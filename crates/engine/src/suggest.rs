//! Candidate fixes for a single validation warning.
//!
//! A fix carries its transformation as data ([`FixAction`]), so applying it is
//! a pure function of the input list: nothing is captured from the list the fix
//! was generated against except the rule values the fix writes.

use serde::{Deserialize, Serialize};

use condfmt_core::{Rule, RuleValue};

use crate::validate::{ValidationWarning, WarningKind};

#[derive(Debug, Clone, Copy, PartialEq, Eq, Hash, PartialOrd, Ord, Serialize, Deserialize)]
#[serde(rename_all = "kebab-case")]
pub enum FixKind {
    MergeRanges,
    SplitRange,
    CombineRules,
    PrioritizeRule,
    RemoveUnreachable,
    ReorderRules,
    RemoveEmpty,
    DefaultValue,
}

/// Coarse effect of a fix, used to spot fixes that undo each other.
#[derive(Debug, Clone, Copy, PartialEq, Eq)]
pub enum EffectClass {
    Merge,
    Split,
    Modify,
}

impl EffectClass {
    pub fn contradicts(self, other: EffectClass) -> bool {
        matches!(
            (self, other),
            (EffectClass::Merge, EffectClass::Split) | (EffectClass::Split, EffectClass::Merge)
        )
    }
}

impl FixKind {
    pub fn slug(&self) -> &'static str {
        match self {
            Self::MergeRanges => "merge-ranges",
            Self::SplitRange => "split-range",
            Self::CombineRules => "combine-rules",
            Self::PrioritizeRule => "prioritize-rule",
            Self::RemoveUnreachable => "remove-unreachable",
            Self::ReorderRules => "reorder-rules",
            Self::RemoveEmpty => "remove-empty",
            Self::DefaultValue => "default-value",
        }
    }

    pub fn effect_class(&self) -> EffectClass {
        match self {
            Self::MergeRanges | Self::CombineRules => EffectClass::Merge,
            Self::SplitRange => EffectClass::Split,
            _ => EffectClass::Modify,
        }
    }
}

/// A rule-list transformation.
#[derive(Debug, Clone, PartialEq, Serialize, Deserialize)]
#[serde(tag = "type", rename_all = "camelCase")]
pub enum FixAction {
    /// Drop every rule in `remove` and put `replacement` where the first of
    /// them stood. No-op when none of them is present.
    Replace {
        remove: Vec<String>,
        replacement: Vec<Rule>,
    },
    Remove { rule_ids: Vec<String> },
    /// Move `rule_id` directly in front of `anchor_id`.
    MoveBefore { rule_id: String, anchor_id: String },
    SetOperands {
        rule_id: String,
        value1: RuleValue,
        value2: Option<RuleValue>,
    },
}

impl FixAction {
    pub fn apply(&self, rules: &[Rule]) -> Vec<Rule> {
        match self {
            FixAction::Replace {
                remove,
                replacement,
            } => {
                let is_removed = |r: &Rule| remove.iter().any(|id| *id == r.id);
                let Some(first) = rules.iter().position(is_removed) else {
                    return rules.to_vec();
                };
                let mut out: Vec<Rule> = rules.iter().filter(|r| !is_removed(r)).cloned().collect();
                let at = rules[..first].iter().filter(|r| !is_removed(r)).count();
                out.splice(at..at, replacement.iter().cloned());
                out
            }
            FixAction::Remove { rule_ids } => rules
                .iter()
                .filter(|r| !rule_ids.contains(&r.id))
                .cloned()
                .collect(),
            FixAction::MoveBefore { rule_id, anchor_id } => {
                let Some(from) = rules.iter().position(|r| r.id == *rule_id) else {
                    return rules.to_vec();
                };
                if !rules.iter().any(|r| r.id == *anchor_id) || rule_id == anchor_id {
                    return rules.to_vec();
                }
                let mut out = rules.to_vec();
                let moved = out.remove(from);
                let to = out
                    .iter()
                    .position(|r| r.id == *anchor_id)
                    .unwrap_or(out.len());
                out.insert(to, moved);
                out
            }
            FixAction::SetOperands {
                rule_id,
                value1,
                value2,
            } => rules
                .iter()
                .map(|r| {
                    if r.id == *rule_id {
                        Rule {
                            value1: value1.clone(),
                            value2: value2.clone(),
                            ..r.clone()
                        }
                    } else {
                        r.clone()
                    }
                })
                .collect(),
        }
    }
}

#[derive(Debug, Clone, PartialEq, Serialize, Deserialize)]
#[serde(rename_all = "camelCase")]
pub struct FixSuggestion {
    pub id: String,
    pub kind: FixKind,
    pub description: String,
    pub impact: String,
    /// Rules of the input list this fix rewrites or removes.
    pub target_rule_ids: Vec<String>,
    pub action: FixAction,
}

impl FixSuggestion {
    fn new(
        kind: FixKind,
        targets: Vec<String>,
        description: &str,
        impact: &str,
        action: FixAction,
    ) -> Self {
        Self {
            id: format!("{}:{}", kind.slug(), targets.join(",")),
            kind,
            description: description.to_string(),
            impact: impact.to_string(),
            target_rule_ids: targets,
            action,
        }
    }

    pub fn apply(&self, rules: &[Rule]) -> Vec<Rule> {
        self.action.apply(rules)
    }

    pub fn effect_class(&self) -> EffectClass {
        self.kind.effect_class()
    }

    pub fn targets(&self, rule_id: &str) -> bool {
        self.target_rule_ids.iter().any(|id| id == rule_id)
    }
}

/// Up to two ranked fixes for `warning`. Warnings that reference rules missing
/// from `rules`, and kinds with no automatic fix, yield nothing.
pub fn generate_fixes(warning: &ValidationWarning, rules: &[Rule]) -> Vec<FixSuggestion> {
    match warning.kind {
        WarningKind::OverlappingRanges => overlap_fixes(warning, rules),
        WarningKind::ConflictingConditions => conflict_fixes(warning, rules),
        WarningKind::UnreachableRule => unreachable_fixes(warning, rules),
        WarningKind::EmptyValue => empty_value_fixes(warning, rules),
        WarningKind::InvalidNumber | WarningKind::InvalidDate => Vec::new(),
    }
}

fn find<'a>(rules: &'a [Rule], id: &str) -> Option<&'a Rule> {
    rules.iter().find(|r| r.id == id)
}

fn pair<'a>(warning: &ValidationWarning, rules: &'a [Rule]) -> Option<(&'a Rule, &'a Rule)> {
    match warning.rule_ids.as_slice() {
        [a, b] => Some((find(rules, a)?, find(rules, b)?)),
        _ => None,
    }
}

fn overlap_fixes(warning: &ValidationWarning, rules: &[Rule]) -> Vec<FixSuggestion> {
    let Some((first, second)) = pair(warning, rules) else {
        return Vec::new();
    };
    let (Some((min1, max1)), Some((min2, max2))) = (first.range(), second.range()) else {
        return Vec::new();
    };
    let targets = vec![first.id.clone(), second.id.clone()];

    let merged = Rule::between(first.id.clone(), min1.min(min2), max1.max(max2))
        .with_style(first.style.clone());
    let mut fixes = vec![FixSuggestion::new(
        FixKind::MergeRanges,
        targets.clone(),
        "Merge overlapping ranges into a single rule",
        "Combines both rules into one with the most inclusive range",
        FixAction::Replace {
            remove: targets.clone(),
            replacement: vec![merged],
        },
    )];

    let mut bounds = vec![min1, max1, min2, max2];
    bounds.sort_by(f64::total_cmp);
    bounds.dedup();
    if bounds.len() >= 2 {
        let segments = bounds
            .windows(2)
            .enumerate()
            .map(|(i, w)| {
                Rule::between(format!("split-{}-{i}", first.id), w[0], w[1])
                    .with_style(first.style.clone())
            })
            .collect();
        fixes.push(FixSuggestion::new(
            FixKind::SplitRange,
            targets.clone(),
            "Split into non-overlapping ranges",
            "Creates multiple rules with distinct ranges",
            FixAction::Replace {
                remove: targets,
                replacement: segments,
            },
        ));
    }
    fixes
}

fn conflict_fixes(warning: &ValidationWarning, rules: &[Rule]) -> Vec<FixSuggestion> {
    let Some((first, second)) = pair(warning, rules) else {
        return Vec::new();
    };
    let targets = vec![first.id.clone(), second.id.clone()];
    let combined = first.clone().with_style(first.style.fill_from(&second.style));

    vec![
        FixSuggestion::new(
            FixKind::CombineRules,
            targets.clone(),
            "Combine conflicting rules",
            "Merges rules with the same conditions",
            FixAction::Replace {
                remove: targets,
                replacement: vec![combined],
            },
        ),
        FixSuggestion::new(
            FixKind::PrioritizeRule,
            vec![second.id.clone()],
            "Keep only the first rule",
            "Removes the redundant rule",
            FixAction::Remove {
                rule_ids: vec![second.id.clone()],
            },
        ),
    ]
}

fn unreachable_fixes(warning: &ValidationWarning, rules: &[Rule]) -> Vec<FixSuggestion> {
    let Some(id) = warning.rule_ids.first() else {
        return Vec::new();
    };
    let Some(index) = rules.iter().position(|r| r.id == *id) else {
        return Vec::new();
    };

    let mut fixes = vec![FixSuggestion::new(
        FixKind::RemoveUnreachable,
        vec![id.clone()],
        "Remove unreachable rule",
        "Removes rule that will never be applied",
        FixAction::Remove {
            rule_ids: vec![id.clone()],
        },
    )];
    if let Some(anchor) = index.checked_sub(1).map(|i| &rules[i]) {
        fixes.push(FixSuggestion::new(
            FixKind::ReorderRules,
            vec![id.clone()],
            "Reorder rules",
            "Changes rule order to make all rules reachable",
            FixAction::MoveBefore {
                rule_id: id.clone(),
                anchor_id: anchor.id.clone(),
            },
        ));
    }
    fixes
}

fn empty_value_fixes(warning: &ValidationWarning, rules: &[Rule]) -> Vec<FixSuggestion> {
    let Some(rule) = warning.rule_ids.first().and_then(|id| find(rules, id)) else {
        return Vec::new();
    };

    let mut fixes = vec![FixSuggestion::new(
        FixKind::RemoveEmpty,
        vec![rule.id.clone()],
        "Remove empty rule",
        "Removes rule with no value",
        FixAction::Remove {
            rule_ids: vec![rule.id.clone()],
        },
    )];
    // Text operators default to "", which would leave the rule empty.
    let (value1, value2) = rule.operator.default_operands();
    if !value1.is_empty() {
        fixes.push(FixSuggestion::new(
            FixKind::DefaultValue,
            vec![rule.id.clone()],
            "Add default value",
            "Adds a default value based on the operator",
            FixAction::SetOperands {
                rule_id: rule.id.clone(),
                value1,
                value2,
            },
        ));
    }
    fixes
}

Work required:
Work through the entries above and report the number of lines that include "CombineRules", with nothing else.

Reply to the exercise:
4